Give the records once more, exactly as they stand.

━━━━━━━━━━━━━━━━━━━━━━━━━━━━━━

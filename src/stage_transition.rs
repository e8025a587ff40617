use crate::errors::TransitionError;
use crate::models::{PipelineColumn, TargetStatus, TransitionOutcome};
use crate::stores::LeadStore;
use std::collections::HashMap;
use std::sync::Arc;
use uuid::Uuid;

/// Picks the pipeline column for a status.
///
/// A configured column id wins when that column exists in `columns`. Otherwise
/// titles are compared case-insensitively with the status word and the first
/// match in board order is used.
pub fn resolve_column<'a>(
    status: TargetStatus,
    columns: &'a [PipelineColumn],
    configured: &HashMap<TargetStatus, Uuid>,
) -> Option<&'a PipelineColumn> {
    if let Some(id) = configured.get(&status) {
        match columns.iter().find(|c| c.id == *id) {
            Some(column) => return Some(column),
            None => tracing::warn!(
                "Configured column {} for '{}' is not on this board; matching by title",
                id,
                status
            ),
        }
    }

    let mut matches = columns
        .iter()
        .filter(|c| c.title.eq_ignore_ascii_case(status.label()));
    let first = matches.next()?;
    if matches.next().is_some() {
        tracing::warn!(
            "Several columns titled '{}'; using the first ({})",
            status,
            first.id
        );
    }
    Some(first)
}

/// Moves a lead to the column of its new status. The only writer of `Lead.stage_id`.
pub struct StageTransitioner {
    lead_store: Arc<dyn LeadStore>,
    configured_columns: HashMap<TargetStatus, Uuid>,
}

impl StageTransitioner {
    pub fn new(lead_store: Arc<dyn LeadStore>) -> Self {
        Self {
            lead_store,
            configured_columns: HashMap::new(),
        }
    }

    pub fn with_configured_columns(mut self, configured: HashMap<TargetStatus, Uuid>) -> Self {
        self.configured_columns = configured;
        self
    }

    /// Persists the new stage. No matching column is a no-op, not an error.
    pub async fn transition(
        &self,
        lead_id: Uuid,
        status: TargetStatus,
        columns: &[PipelineColumn],
    ) -> Result<TransitionOutcome, TransitionError> {
        let Some(column) = resolve_column(status, columns, &self.configured_columns) else {
            tracing::warn!(
                "No '{}' column on the board; lead {} stays in its current stage",
                status,
                lead_id
            );
            return Ok(TransitionOutcome::NoMatchingColumn);
        };

        self.lead_store
            .set_stage(lead_id, column.id)
            .await
            .map_err(|e| {
                tracing::error!("Failed to move lead {} to '{}': {}", lead_id, column.title, e);
                TransitionError::Persistence(e.to_string())
            })?;

        tracing::info!("✓ Lead {} moved to column '{}'", lead_id, column.title);
        Ok(TransitionOutcome::Moved {
            column_id: column.id,
        })
    }
}

#[cfg(test)]
mod tests {
    use super::*;

    fn column(title: &str) -> PipelineColumn {
        PipelineColumn {
            id: Uuid::new_v4(),
            title: title.to_string(),
        }
    }

    #[test]
    fn test_title_match_is_case_insensitive() {
        let columns = vec![column("New"), column("QUALIFIED"), column("Won")];
        let resolved = resolve_column(TargetStatus::Qualified, &columns, &HashMap::new());
        assert_eq!(resolved, Some(&columns[1]));
    }

    #[test]
    fn test_partial_title_does_not_match() {
        let columns = vec![column("Won - pending invoice"), column("Not won")];
        assert_eq!(
            resolve_column(TargetStatus::Won, &columns, &HashMap::new()),
            None
        );
    }

    #[test]
    fn test_padded_title_does_not_match() {
        let columns = vec![column(" Won "), column("won")];
        let resolved = resolve_column(TargetStatus::Won, &columns, &HashMap::new());
        assert_eq!(resolved.map(|c| c.id), Some(columns[1].id));

        let padded_only = vec![column("Lost ")];
        assert_eq!(
            resolve_column(TargetStatus::Lost, &padded_only, &HashMap::new()),
            None
        );
    }

    #[test]
    fn test_first_duplicate_wins() {
        let columns = vec![column("lost"), column("Lost")];
        let resolved = resolve_column(TargetStatus::Lost, &columns, &HashMap::new());
        assert_eq!(resolved.map(|c| c.id), Some(columns[0].id));
    }

    #[test]
    fn test_configured_column_wins_over_title() {
        let columns = vec![column("Won"), column("Closed - Won")];
        let configured = HashMap::from([(TargetStatus::Won, columns[1].id)]);
        let resolved = resolve_column(TargetStatus::Won, &columns, &configured);
        assert_eq!(resolved.map(|c| c.id), Some(columns[1].id));
    }

    #[test]
    fn test_unknown_configured_column_falls_back_to_title() {
        let columns = vec![column("Won")];
        let configured = HashMap::from([(TargetStatus::Won, Uuid::new_v4())]);
        let resolved = resolve_column(TargetStatus::Won, &columns, &configured);
        assert_eq!(resolved.map(|c| c.id), Some(columns[0].id));
    }
}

━━━━━━━━━━━━━━━━━━━━━━━━━━━━━━

EXPECTED ANSWER:
filename src/stage_transition.rs
repository e8025a587ff40617
use crate::errors::TransitionError;
use crate::models::{PipelineColumn, TargetStatus, TransitionOutcome};
use crate::stores::LeadStore;
use std::collections::HashMap;
use std::sync::Arc;
use uuid::Uuid;

/// Picks the pipeline column for a status.
///
/// A configured column id wins when that column exists in `columns`. Otherwise
/// titles are compared case-insensitively with the status word and the first
/// match in board order is used.
pub fn resolve_column<'a>(
    status: TargetStatus,
    columns: &'a [PipelineColumn],
    configured: &HashMap<TargetStatus, Uuid>,
) -> Option<&'a PipelineColumn> {
    if let Some(id) = configured.get(&status) {
        match columns.iter().find(|c| c.id == *id) {
            Some(column) => return Some(column),
            None => tracing::warn!(
                "Configured column {} for '{}' is not on this board; matching by title",
                id,
                status
            ),
        }
    }

    let mut matches = columns
        .iter()
        .filter(|c| c.title.eq_ignore_ascii_case(status.label()));
    let first = matches.next()?;
    if matches.next().is_some() {
        tracing::warn!(
            "Several columns titled '{}'; using the first ({})",
            status,
            first.id
        );
    }
    Some(first)
}

/// Moves a lead to the column of its new status. The only writer of `Lead.stage_id`.
pub struct StageTransitioner {
    lead_store: Arc<dyn LeadStore>,
    configured_columns: HashMap<TargetStatus, Uuid>,
}

impl StageTransitioner {
    pub fn new(lead_store: Arc<dyn LeadStore>) -> Self {
        Self {
            lead_store,
            configured_columns: HashMap::new(),
        }
    }

    pub fn with_configured_columns(mut self, configured: HashMap<TargetStatus, Uuid>) -> Self {
        self.configured_columns = configured;
        self
    }

    /// Persists the new stage. No matching column is a no-op, not an error.
    pub async fn transition(
        &self,
        lead_id: Uuid,
        status: TargetStatus,
        columns: &[PipelineColumn],
    ) -> Result<TransitionOutcome, TransitionError> {
        let Some(column) = resolve_column(status, columns, &self.configured_columns) else {
            tracing::warn!(
                "No '{}' column on the board; lead {} stays in its current stage",
                status,
                lead_id
            );
            return Ok(TransitionOutcome::NoMatchingColumn);
        };

        self.lead_store
            .set_stage(lead_id, column.id)
            .await
            .map_err(|e| {
                tracing::error!("Failed to move lead {} to '{}': {}", lead_id, column.title, e);
                TransitionError::Persistence(e.to_string())
            })?;

        tracing::info!("✓ Lead {} moved to column '{}'", lead_id, column.title);
        Ok(TransitionOutcome::Moved {
            column_id: column.id,
        })
    }
}

#[cfg(test)]
mod tests {
    use super::*;

    fn column(title: &str) -> PipelineColumn {
        PipelineColumn {
            id: Uuid::new_v4(),
            title: title.to_string(),
        }
    }

    #[test]
    fn test_title_match_is_case_insensitive() {
        let columns = vec![column("New"), column("QUALIFIED"), column("Won")];
        let resolved = resolve_column(TargetStatus::Qualified, &columns, &HashMap::new());
        assert_eq!(resolved, Some(&columns[1]));
    }

    #[test]
    fn test_partial_title_does_not_match() {
        let columns = vec![column("Won - pending invoice"), column("Not won")];
        assert_eq!(
            resolve_column(TargetStatus::Won, &columns, &HashMap::new()),
            None
        );
    }

    #[test]
    fn test_padded_title_does_not_match() {
        let columns = vec![column(" Won "), column("won")];
        let resolved = resolve_column(TargetStatus::Won, &columns, &HashMap::new());
        assert_eq!(resolved.map(|c| c.id), Some(columns[1].id));

        let padded_only = vec![column("Lost ")];
        assert_eq!(
            resolve_column(TargetStatus::Lost, &padded_only, &HashMap::new()),
            None
        );
    }

    #[test]
    fn test_first_duplicate_wins() {
        let columns = vec![column("lost"), column("Lost")];
        let resolved = resolve_column(TargetStatus::Lost, &columns, &HashMap::new());
        assert_eq!(resolved.map(|c| c.id), Some(columns[0].id));
    }

    #[test]
    fn test_configured_column_wins_over_title() {
        let columns = vec![column("Won"), column("Closed - Won")];
        let configured = HashMap::from([(TargetStatus::Won, columns[1].id)]);
        let resolved = resolve_column(TargetStatus::Won, &columns, &configured);
        assert_eq!(resolved.map(|c| c.id), Some(columns[1].id));
    }

    #[test]
    fn test_unknown_configured_column_falls_back_to_title() {
        let columns = vec![column("Won")];
        let configured = HashMap::from([(TargetStatus::Won, Uuid::new_v4())]);
        let resolved = resolve_column(TargetStatus::Won, &columns, &configured);
        assert_eq!(resolved.map(|c| c.id), Some(columns[0].id));
    }
}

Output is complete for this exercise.